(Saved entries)
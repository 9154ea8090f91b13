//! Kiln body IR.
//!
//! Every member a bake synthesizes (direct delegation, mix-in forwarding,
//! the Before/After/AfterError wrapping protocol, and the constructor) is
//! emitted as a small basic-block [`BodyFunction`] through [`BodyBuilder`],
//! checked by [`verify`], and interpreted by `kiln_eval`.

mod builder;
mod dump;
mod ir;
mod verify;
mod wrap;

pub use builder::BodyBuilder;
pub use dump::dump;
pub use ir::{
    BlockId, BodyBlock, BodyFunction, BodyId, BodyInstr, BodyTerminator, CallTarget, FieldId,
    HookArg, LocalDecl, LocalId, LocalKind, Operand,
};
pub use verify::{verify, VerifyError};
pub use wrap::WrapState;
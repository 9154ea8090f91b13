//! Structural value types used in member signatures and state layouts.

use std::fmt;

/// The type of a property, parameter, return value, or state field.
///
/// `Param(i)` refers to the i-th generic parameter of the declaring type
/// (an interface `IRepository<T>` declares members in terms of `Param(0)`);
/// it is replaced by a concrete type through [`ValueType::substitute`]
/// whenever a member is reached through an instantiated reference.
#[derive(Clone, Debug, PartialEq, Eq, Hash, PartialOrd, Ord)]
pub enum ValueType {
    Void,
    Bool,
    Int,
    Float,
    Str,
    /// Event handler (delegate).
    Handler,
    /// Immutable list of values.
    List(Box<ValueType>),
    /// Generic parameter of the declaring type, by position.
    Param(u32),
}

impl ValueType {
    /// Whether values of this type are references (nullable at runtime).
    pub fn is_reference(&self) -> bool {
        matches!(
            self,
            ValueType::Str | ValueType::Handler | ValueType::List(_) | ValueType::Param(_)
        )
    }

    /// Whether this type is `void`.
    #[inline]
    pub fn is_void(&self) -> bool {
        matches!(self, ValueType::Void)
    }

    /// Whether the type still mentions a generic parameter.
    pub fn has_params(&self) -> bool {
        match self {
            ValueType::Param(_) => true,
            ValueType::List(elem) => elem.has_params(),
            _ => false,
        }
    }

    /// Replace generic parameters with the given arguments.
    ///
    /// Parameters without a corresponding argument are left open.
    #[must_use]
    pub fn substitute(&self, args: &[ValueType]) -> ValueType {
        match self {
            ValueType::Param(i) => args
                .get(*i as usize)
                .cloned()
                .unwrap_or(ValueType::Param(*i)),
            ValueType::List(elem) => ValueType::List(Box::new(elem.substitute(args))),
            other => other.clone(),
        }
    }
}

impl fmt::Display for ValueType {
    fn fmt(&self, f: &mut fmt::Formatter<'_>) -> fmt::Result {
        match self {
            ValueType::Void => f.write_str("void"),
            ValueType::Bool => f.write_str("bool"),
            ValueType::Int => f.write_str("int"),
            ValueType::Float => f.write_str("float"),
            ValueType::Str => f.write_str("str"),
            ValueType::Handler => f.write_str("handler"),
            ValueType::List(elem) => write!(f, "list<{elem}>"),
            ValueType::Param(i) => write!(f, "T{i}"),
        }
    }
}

--

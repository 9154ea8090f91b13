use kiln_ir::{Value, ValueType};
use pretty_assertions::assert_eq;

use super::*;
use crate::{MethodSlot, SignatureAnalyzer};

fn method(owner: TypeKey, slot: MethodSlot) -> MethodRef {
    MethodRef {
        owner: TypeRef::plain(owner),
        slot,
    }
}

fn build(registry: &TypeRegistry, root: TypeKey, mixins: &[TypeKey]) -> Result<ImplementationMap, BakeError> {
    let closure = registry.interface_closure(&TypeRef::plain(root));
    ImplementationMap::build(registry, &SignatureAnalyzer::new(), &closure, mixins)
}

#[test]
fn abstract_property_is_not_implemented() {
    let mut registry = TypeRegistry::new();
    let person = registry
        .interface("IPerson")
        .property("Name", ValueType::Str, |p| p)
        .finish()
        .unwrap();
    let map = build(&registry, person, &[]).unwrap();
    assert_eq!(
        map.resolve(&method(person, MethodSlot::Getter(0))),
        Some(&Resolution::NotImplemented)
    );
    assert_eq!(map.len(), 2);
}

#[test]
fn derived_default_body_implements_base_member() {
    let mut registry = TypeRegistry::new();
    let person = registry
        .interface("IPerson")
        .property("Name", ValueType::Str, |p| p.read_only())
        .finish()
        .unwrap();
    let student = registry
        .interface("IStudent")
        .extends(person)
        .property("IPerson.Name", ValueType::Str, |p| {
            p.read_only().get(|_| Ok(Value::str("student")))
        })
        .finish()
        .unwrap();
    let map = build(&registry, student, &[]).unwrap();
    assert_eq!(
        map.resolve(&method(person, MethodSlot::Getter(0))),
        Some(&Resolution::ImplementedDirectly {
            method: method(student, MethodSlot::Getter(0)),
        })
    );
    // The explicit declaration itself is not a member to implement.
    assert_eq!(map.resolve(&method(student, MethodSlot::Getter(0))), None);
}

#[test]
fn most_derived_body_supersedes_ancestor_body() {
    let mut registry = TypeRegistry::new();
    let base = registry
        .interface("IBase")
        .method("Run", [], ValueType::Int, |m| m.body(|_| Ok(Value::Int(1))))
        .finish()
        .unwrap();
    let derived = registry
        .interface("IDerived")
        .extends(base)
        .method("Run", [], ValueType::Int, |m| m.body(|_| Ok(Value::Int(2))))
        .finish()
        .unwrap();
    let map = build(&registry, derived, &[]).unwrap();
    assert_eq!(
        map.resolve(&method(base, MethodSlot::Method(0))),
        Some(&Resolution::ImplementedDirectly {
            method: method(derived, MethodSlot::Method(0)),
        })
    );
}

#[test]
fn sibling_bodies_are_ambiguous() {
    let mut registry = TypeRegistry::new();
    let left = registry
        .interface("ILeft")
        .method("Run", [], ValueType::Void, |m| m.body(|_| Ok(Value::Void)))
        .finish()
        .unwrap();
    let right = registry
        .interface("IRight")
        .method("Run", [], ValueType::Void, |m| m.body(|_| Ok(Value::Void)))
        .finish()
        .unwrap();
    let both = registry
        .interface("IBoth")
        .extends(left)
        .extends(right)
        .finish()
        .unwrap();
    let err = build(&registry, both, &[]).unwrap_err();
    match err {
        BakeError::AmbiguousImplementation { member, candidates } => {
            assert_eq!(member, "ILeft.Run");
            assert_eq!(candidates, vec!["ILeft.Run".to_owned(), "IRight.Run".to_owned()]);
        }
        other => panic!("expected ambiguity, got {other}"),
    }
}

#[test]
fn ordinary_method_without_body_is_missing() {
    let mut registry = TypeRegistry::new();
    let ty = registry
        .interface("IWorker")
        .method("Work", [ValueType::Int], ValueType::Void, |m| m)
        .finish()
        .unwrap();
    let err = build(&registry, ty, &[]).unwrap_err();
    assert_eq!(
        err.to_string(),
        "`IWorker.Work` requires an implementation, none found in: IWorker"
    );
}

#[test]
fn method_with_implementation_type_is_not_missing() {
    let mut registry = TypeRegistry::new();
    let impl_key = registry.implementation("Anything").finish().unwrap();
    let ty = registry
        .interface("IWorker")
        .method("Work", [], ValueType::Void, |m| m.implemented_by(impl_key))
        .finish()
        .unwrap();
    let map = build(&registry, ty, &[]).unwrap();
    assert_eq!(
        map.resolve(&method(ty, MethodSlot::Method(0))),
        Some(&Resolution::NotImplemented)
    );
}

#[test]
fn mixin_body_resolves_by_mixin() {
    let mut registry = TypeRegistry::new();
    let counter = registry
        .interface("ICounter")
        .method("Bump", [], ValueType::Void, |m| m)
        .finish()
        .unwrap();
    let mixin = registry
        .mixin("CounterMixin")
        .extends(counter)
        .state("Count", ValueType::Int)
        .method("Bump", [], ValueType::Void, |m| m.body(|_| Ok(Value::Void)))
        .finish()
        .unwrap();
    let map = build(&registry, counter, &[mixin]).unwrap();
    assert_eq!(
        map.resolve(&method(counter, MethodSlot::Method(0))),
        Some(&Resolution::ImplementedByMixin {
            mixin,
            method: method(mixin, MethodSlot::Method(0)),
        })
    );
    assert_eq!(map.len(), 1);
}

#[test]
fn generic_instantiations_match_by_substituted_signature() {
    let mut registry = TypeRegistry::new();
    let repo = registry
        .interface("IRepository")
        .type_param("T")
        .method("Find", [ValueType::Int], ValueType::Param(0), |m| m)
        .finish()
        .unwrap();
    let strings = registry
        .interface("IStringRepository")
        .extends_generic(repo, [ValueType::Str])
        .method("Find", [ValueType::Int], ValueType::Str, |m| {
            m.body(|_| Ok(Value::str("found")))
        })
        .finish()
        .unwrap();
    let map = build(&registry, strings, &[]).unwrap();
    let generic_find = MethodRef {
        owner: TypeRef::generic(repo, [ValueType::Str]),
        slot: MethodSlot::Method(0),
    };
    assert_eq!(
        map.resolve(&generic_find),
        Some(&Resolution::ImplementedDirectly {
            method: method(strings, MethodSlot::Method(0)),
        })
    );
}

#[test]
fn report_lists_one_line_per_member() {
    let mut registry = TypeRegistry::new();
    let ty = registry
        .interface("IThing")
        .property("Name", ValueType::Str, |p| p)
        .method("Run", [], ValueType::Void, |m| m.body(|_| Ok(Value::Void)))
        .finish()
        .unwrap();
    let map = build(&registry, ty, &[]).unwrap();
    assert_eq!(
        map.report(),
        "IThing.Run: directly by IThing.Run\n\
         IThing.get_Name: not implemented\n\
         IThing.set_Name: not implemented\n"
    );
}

## Task to carry out
For the records above, give the number of lines that include the string "IRepository", with nothing added.

## Output below
2